Metodi sul territorio

L’interdisciplinarità, però, non è roba facile, e viene praticata spesso in modo perverso, affiancando alla rinfusa contributi diversi che non si parlano tra loro, oppure facendo solo finta di acquisire al ragionamento gli altri punti di vista. Pensiamo per esempio a una studiosa fortemente orientata alla questione femminile che analizza le discriminazioni in un territorio: studierà tutti i dati anagrafici, economici, sociali, aspetti comportamentali, psicologici, l’incidenza di alcuni reati, e altro ancora. Ma faremo una fatica tremenda, quasi di sicuro, a convincerla della vaga utilità di affiancare alle sue riflessioni alcuni dati sull’uso del suolo, che invece potrebbero contribuire, e magari parecchio, a spiegare fenomeni o addirittura costruire modelli interpretativi generali. Forse, anzi di sicuro, esiste una correlazione fra le funzioni insediate, la loro densità, le qualità spaziali, e la condizione femminile: le case ad appartamenti promuovono una socialità diversa rispetto ai villini unifamiliari, la vicinanza o meno di attività economiche e servizi fa una grossa differenza e così via. Ma l’abitudine inveterata a concentrarsi sulla persona porterà, quasi automaticamente, a procedere in un solo modo rispetto al territorio: considerarlo una specie di tabula rasa dotata solo di confini, entro cui proiettare le proprie elaborazioni. L’unica vera interdisciplinarità, di solito, è quella garantita dal senso comune, e qui entra in campo un altro problema, ovvero cosa dice di solito questo senso comune.

Le banalizzazioni mediatiche

Ovvio che la ricerca, scientifica o meno, sia tale proprio perché si deve svolgere su un fronte avanzato, non accessibile a tutti, ma poi entra in campo la capacità comunicativa, o addirittura la voglia, di comunicare.

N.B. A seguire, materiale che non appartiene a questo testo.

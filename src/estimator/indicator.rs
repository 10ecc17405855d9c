use crate::comm::{Communicator, ReduceOp};
use crate::error::EstimatorError;
use nalgebra::DVector;

/// How contributions from several estimators are merged per element.
#[derive(Debug, Copy, Clone, PartialEq, Eq, Default)]
pub enum CombinationRule {
    /// `η = sqrt(Σ_k η_k²)`
    #[default]
    RootSumSquares,
    /// `η = sqrt(1/n Σ_k η_k²)`, updated as a running average.
    RootMeanSquare,
}

/// Per-element error indicator on the local elements of a distributed mesh.
#[derive(Debug, Clone, PartialEq)]
pub struct ErrorIndicator {
    local: DVector<f64>,
    num_contributions: usize,
    rule: CombinationRule,
}

impl Default for ErrorIndicator {
    fn default() -> Self {
        Self::new(CombinationRule::default())
    }
}

impl ErrorIndicator {
    /// An empty indicator. Its size is fixed by the first contribution.
    pub fn new(rule: CombinationRule) -> Self {
        Self {
            local: DVector::zeros(0),
            num_contributions: 0,
            rule,
        }
    }

    pub fn rule(&self) -> CombinationRule {
        self.rule
    }

    pub fn num_contributions(&self) -> usize {
        self.num_contributions
    }

    /// Indicator values of the local elements.
    pub fn local(&self) -> &DVector<f64> {
        &self.local
    }

    pub fn add_indicator(&mut self, indicator: &DVector<f64>) -> Result<(), EstimatorError> {
        if self.num_contributions == 0 {
            self.local = indicator.clone();
            self.num_contributions = 1;
            return Ok(());
        }
        if indicator.len() != self.local.len() {
            return Err(EstimatorError::IndicatorSizeMismatch {
                expected: self.local.len(),
                actual: indicator.len(),
            });
        }

        let n = self.num_contributions as f64;
        match self.rule {
            CombinationRule::RootSumSquares => {
                self.local
                    .zip_apply(indicator, |eta, new| *eta = eta.hypot(new));
            }
            CombinationRule::RootMeanSquare => {
                self.local
                    .zip_apply(indicator, |eta, new| *eta = ((n * *eta * *eta + new * new) / (n + 1.0)).sqrt());
            }
        }
        self.num_contributions += 1;
        Ok(())
    }

    /// The global l2 norm of the indicator. Collective.
    pub fn norm(&self, comm: &dyn Communicator) -> f64 {
        comm.global_sum(self.local.norm_squared()).sqrt()
    }

    /// The global minimum, or infinity if no rank has elements. Collective.
    pub fn min(&self, comm: &dyn Communicator) -> f64 {
        let mut value = [self.local.iter().copied().fold(f64::INFINITY, f64::min)];
        comm.all_reduce(&mut value, ReduceOp::Min);
        value[0]
    }

    /// The global maximum, or negative infinity if no rank has elements. Collective.
    pub fn max(&self, comm: &dyn Communicator) -> f64 {
        let mut value = [self.local.iter().copied().fold(f64::NEG_INFINITY, f64::max)];
        comm.all_reduce(&mut value, ReduceOp::Max);
        value[0]
    }

    /// The global mean over all elements. Collective.
    pub fn mean(&self, comm: &dyn Communicator) -> f64 {
        let mut values = [self.local.sum(), self.local.len() as f64];
        comm.all_reduce(&mut values, ReduceOp::Sum);
        if values[1] > 0.0 {
            values[0] / values[1]
        } else {
            0.0
        }
    }
}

Certo, esistono comunicazioni molto dirette, del tipo: se ti avvicini al tizio con quella malattia non rischi il contagio, perché abbiamo scoperto senza dubbio che si trasmette solo in modo ereditario. Ma di solito, e soprattutto con acquisizioni nuove, le cose vanno diversamente: la casalinga disperata sarà individuata come tale attraverso una serie di criteri avanzatissimi di studio, ma gli studi sull’ambiente in cui esprime la sua disperazione (e che magari la condiziona in modo determinante) non saranno altrettanto avanzati, anzi magari vecchiotti. Succede spesso, quasi sempre, non ci si fa caso e lo si considera anzi normale, ma ogni tanto lo iato si fa sentire, quando si traggono alcune conclusioni generali. Esempio: su un giornale quotidiano oggi un noto sociologo parla del “ritorno in provincia”, della fuga dalle grandi metropoli, del ritorno in auge dei vecchi borghi o paesi, dei territori locali, e ne cita anche molto correttamente alcuni aspetti territoriali, che chiameremmo in generale “consumo di suolo”. Anzi, si può dire che quanto raccontato dal sociologo altro non è che consumo di suolo, visto che per quanto riguarda le aspettative, i comportamenti, le aspirazioni, insomma i dati socioeconomici e psicologici, quel processo non ha nulla di particolare salvo il dispiegarsi altrove rispetto alla città industriale densa del passato. E però, rispetto a quanto avvenuto in passato, proprio il dispiegarsi altrove pone le premesse per effetti assai diversi, che cambieranno radicalmente sia la società che lo spazio in cui agisce. Questo il sociologo non lo coglie, ed è un vero guaio. Perché non ascolta i segnali delle discipline territoriali? Probabilmente perché sono deboli, troppo chiusi in sé stessi, troppo poco aperti all’interdisciplinarità. E il circolo vizioso continua.